Taro Kono stated that Japan is "overshooting" its goal of a million shots a day, so "speed doesn't matter anymore." He said Japan is averaging about 10 million shots a week after a late start that critics have blamed on extra red tape.
"Even if we slow down a little bit, I'm OK. Rather, we need to reach out to the younger people, so that they would feel that it's necessary for them to get vaccinated," Kono said during an interview in his office. "If we could vaccinate (those in their) 20s or people in (their) 30s for 80 per cent or higher, it would be a good number for me."
He said officials will turn to the internet to get the message out to young adults and work to combat vaccine misinformation. Young adults are now eligible for vaccinations under Japan's largely age-based immunisation system, but many are not eager.
Tokyo reported 3,177 new coronavirus cases Wednesday, an all-time high for the city and the first time it exceeded 3,000 infections in a day. The new cases bring the total for the Japanese capital to 206,745 since the pandemic began.
Tokyo is under its fourth state of emergency, which will last through the Olympics and stop two days before the Paralympics begin on August 24. Experts had earlier warned that the more contagious delta variant could cause a surge during the Olympics, which started Friday.
Some scientists have questioned holding the Tokyo Games at all, and there is widespread public opposition to them. Many fear that the tens of thousands of visitors will make the virus situation worse.
Kono said he was confident that a "bubble" is keeping Olympic visitors away from regular Japanese citizens, reducing the risk of more cases. He also said he didn't think the Games would create a "Tokyo variant" of the virus that could spread around the globe.
"We're not really worried about that issue," Kono said.

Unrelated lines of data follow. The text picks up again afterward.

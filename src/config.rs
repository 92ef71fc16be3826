//! Configuration management for ahti-connect.
//!
//! Handles loading configuration from TOML files and environment variables,
//! with support for named database connections and probe settings.

use crate::error::{AhtiError, Result};
use serde::{Deserialize, Serialize};
use std::collections::HashMap;
use std::fmt;
use std::path::{Path, PathBuf};
use std::str::FromStr;
use std::time::Duration;
use url::Url;

/// Sync URL used when nothing else is configured.
pub const DEFAULT_SYNC_URL: &str = "http://localhost:8082";

/// Local replica file used when nothing else is configured.
pub const DEFAULT_LOCAL_PATH: &str = "local.db";

const ALLOWED_SCHEMES: &[&str] = &["http", "https", "libsql", "ws", "wss"];

/// Main configuration structure for ahti-connect.
#[derive(Debug, Clone, Serialize, Deserialize, Default)]
pub struct Config {
    /// Named database connections.
    #[serde(default)]
    pub connections: HashMap<String, ConnectionConfig>,

    /// Probe settings.
    #[serde(default)]
    pub probe: ProbeConfig,
}

/// How the client reaches the database.
#[derive(Debug, Clone, Copy, PartialEq, Eq, Default, Serialize, Deserialize)]
#[serde(rename_all = "lowercase")]
pub enum ConnectionMode {
    /// Local replica file kept in sync with the remote primary.
    #[default]
    Replica,
    /// Every statement goes over the network to the server.
    Remote,
    /// Plain local database file, no network.
    Local,
}

impl ConnectionMode {
    pub fn as_str(&self) -> &'static str {
        match self {
            Self::Replica => "replica",
            Self::Remote => "remote",
            Self::Local => "local",
        }
    }

    /// Whether this mode talks to a sync server.
    pub fn needs_url(&self) -> bool {
        matches!(self, Self::Replica | Self::Remote)
    }

    /// Whether this mode keeps a database file on disk.
    pub fn needs_local_path(&self) -> bool {
        matches!(self, Self::Replica | Self::Local)
    }
}

impl FromStr for ConnectionMode {
    type Err = String;

    fn from_str(s: &str) -> std::result::Result<Self, Self::Err> {
        match s.to_lowercase().as_str() {
            "replica" | "embedded-replica" => Ok(Self::Replica),
            "remote" => Ok(Self::Remote),
            "local" => Ok(Self::Local),
            _ => Err(format!(
                "Invalid connection mode: {s}. Expected: replica, remote, or local"
            )),
        }
    }
}

impl fmt::Display for ConnectionMode {
    fn fmt(&self, f: &mut fmt::Formatter<'_>) -> fmt::Result {
        f.write_str(self.as_str())
    }
}

/// Database connection configuration.
#[derive(Debug, Clone, Serialize, Deserialize, Default, PartialEq)]
pub struct ConnectionConfig {
    /// Connection mode (defaults to replica).
    pub mode: Option<ConnectionMode>,

    /// URL of the sync server (libsql-server / sqld).
    pub sync_url: Option<String>,

    /// JWT auth token (not recommended to store in config).
    pub auth_token: Option<String>,

    /// Local database or replica file.
    pub local_path: Option<PathBuf>,

    /// Whether reads on the replica observe the replica's own writes.
    pub read_your_writes: Option<bool>,

    /// Background sync period for the replica, in seconds.
    pub sync_interval_secs: Option<u64>,
}

impl ConnectionConfig {
    /// Creates a replica connection config from a sync URL.
    pub fn from_url(url: &str) -> Result<Self> {
        validate_sync_url(url)?;
        Ok(Self {
            sync_url: Some(url.to_string()),
            ..Default::default()
        })
    }

    /// Creates a config for a plain local database file.
    pub fn local(path: impl Into<PathBuf>) -> Self {
        Self {
            mode: Some(ConnectionMode::Local),
            local_path: Some(path.into()),
            ..Default::default()
        }
    }

    /// Returns the connection mode, defaulting to replica.
    pub fn effective_mode(&self) -> ConnectionMode {
        self.mode.unwrap_or_default()
    }

    /// Returns the local file path, defaulting to `local.db`.
    pub fn effective_local_path(&self) -> PathBuf {
        self.local_path
            .clone()
            .unwrap_or_else(|| PathBuf::from(DEFAULT_LOCAL_PATH))
    }

    /// Returns the auth token, or an empty string for auth-less servers.
    pub fn effective_auth_token(&self) -> String {
        self.auth_token.clone().unwrap_or_default()
    }

    pub fn effective_read_your_writes(&self) -> bool {
        self.read_your_writes.unwrap_or(true)
    }

    pub fn sync_interval(&self) -> Option<Duration> {
        self.sync_interval_secs
            .filter(|secs| *secs > 0)
            .map(Duration::from_secs)
    }

    /// Merges another config into this one, with the other taking precedence.
    pub fn merge(&mut self, other: &ConnectionConfig) {
        if other.mode.is_some() {
            self.mode = other.mode;
        }
        if other.sync_url.is_some() {
            self.sync_url = other.sync_url.clone();
        }
        if other.auth_token.is_some() {
            self.auth_token = other.auth_token.clone();
        }
        if other.local_path.is_some() {
            self.local_path = other.local_path.clone();
        }
        if other.read_your_writes.is_some() {
            self.read_your_writes = other.read_your_writes;
        }
        if other.sync_interval_secs.is_some() {
            self.sync_interval_secs = other.sync_interval_secs;
        }
    }

    /// Applies environment variables (LIBSQL_URL, etc.) as defaults.
    pub fn apply_env_defaults(&mut self) {
        self.apply_env_defaults_from(|key| std::env::var(key).ok());
    }

    /// Applies defaults from an arbitrary variable lookup.
    pub fn apply_env_defaults_from<F>(&mut self, lookup: F)
    where
        F: Fn(&str) -> Option<String>,
    {
        let lookup = |key: &str| lookup(key).filter(|v| !v.trim().is_empty());

        if self.sync_url.is_none() {
            self.sync_url = lookup("LIBSQL_URL");
        }
        if self.auth_token.is_none() {
            self.auth_token = lookup("LIBSQL_AUTH_TOKEN");
        }
        if self.local_path.is_none() {
            self.local_path = lookup("LIBSQL_LOCAL_PATH").map(PathBuf::from);
        }
    }

    /// Checks that the fields required by the connection mode are present.
    pub fn validate(&self) -> Result<()> {
        let mode = self.effective_mode();

        if mode.needs_url() {
            let url = self.sync_url.as_deref().ok_or_else(|| {
                AhtiError::config(format!("A sync URL is required in {mode} mode"))
            })?;
            validate_sync_url(url)?;
        }

        if mode.needs_local_path() && self.effective_local_path().as_os_str().is_empty() {
            return Err(AhtiError::config(format!(
                "A local database path is required in {mode} mode"
            )));
        }

        Ok(())
    }

    /// Returns a display-safe string (no token) for logs and output.
    pub fn display_string(&self) -> String {
        let mode = self.effective_mode();
        let url = self.sync_url.as_deref().unwrap_or("<unset>");
        let auth = if self.auth_token.as_deref().is_some_and(|t| !t.is_empty()) {
            "token"
        } else {
            "no auth"
        };

        match mode {
            ConnectionMode::Replica => format!(
                "{} <- {url} ({mode}, {auth})",
                self.effective_local_path().display()
            ),
            ConnectionMode::Remote => format!("{url} ({mode}, {auth})"),
            ConnectionMode::Local => {
                format!("{} ({mode})", self.effective_local_path().display())
            }
        }
    }
}

/// Validates a sync URL and its scheme.
pub fn validate_sync_url(url: &str) -> Result<Url> {
    let parsed = Url::parse(url.trim())
        .map_err(|e| AhtiError::config(format!("Invalid sync URL '{url}': {e}")))?;

    if !ALLOWED_SCHEMES.contains(&parsed.scheme()) {
        return Err(AhtiError::config(format!(
            "Invalid scheme '{}'. Expected one of: {}",
            parsed.scheme(),
            ALLOWED_SCHEMES.join(", ")
        )));
    }

    if parsed.host_str().is_none() {
        return Err(AhtiError::config(format!("Sync URL '{url}' has no host")));
    }

    Ok(parsed)
}

/// Settings for the connection probe.
#[derive(Debug, Clone, Serialize, Deserialize, PartialEq)]
pub struct ProbeConfig {
    /// Table created and queried by the probe.
    #[serde(default = "default_table")]
    pub table: String,

    /// Value inserted on each probe run.
    #[serde(default = "default_value")]
    pub value: i64,
}

fn default_table() -> String {
    "users".to_string()
}

fn default_value() -> i64 {
    1
}

impl Default for ProbeConfig {
    fn default() -> Self {
        Self {
            table: default_table(),
            value: default_value(),
        }
    }
}

impl ProbeConfig {
    /// Ensures the table name is a plain SQL identifier.
    pub fn validate(&self) -> Result<()> {
        validate_identifier(&self.table)
    }

    /// Overlays the set CLI values and validates the result.
    pub fn with_overrides(&self, table: Option<&str>, value: Option<i64>) -> Result<Self> {
        let merged = Self {
            table: table.map_or_else(|| self.table.clone(), str::to_string),
            value: value.unwrap_or(self.value),
        };
        merged.validate()?;
        Ok(merged)
    }
}

/// Accepts `[A-Za-z_][A-Za-z0-9_]*`.
pub fn validate_identifier(name: &str) -> Result<()> {
    let mut chars = name.chars();
    let valid = match chars.next() {
        Some(first) if first.is_ascii_alphabetic() || first == '_' => {
            chars.all(|c| c.is_ascii_alphanumeric() || c == '_')
        }
        _ => false,
    };

    if valid {
        Ok(())
    } else {
        Err(AhtiError::config(format!(
            "Invalid table name '{name}'. Use letters, digits and underscores"
        )))
    }
}

impl Config {
    /// Returns the default config file path for the current platform.
    pub fn default_path() -> PathBuf {
        dirs::config_dir()
            .unwrap_or_else(|| PathBuf::from("."))
            .join("ahti-connect")
            .join("config.toml")
    }

    /// Loads configuration from a TOML file.
    pub fn load_from_file(path: &Path) -> Result<Self> {
        if !path.exists() {
            return Ok(Self::default());
        }

        let content = std::fs::read_to_string(path)
            .map_err(|e| AhtiError::config(format!("Failed to read config file: {e}")))?;

        Self::parse_toml(&content, path)
    }

    /// Parses configuration from a TOML string.
    fn parse_toml(content: &str, path: &Path) -> Result<Self> {
        toml::from_str(content).map_err(|e| {
            AhtiError::config(format!(
                "Configuration error in {}:\n  {}",
                path.display(),
                e
            ))
        })
    }

    /// Gets a named connection, or the default connection if name is None.
    pub fn get_connection(&self, name: Option<&str>) -> Option<&ConnectionConfig> {
        let key = name.unwrap_or("default");
        self.connections.get(key)
    }
}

The International Olympic Committee says more than 80 per cent of athletes and staff staying in the Olympic Village have been vaccinated — and they are expected to remain largely in the locked-down athletes' village and venues. Still, the bubble is based more on the honour system than official enforcement.
Vaccination rates are not clear for other participants coming from abroad, many of whom are staying in Tokyo hotels, and experts warn that even strict rules won't prevent people from mingling, especially among non-athletes.
"There's a limit to the bubble," with reporters and other people going in and out, said Dr Kazuhiro Tateda, a Toho University infectious diseases expert who is on a government COVID-19 panel.
While Japan has so far kept its cases and deaths lower than many other countries, its vaccination campaign started with health care workers only in mid-February, behind many other large economies. Japan required additional clinical testing for the vaccines, a time-consuming step that many experts called medically meaningless.
Health experts have noted that cases among younger, unvaccinated people are rising sharply. While about two-thirds of Wednesday's cases were people in their 30s or below, those in their 40s and 50s now dominate Tokyo's nearly 3,000 hospitalised patients and are gradually filling up available beds.
Dr Ryuji Wakita, director general of the National Institute of Infections Diseases and head of a government advisory board, said vaccination progress has been limited mostly to elderly people.
Wakita acknowledged that the rise of serious cases is modest compared to the sharp increase of daily cases, but even so, the ongoing surge could cause younger and unvaccinated patients to develop serious cases while being left untreated.
Inoculations for the elderly started in mid-April, but were slowed by initial supply shortages, cumbersome reservation procedures and a lack of medical workers to give shots. The pace then picked up in mid-May when imports stabilised and more staff to give the shots was secured.
The government says 33.4 million people, or 26.3 per cent of the public, have been fully vaccinated and 47 million, or 37 per cent, have had at least one shot as of Monday. About 25 million elderly people, or about 70 per cent, are completely inoculated while 30 million, or 85 per cent, have had at least one dose.